▸ **WORK TASK**: Scan the data below for lines holding the word "cache", and copy each line found.

▸ **INPUT MATERIAL**:
※

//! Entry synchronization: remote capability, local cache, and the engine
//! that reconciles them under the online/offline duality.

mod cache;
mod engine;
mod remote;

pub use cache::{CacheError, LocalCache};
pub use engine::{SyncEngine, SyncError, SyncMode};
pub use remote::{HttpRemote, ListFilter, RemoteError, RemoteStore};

※

▸ **RESPONSE AREA**:
//! Entry synchronization: remote capability, local cache, and the engine
mod cache;
pub use cache::{CacheError, LocalCache};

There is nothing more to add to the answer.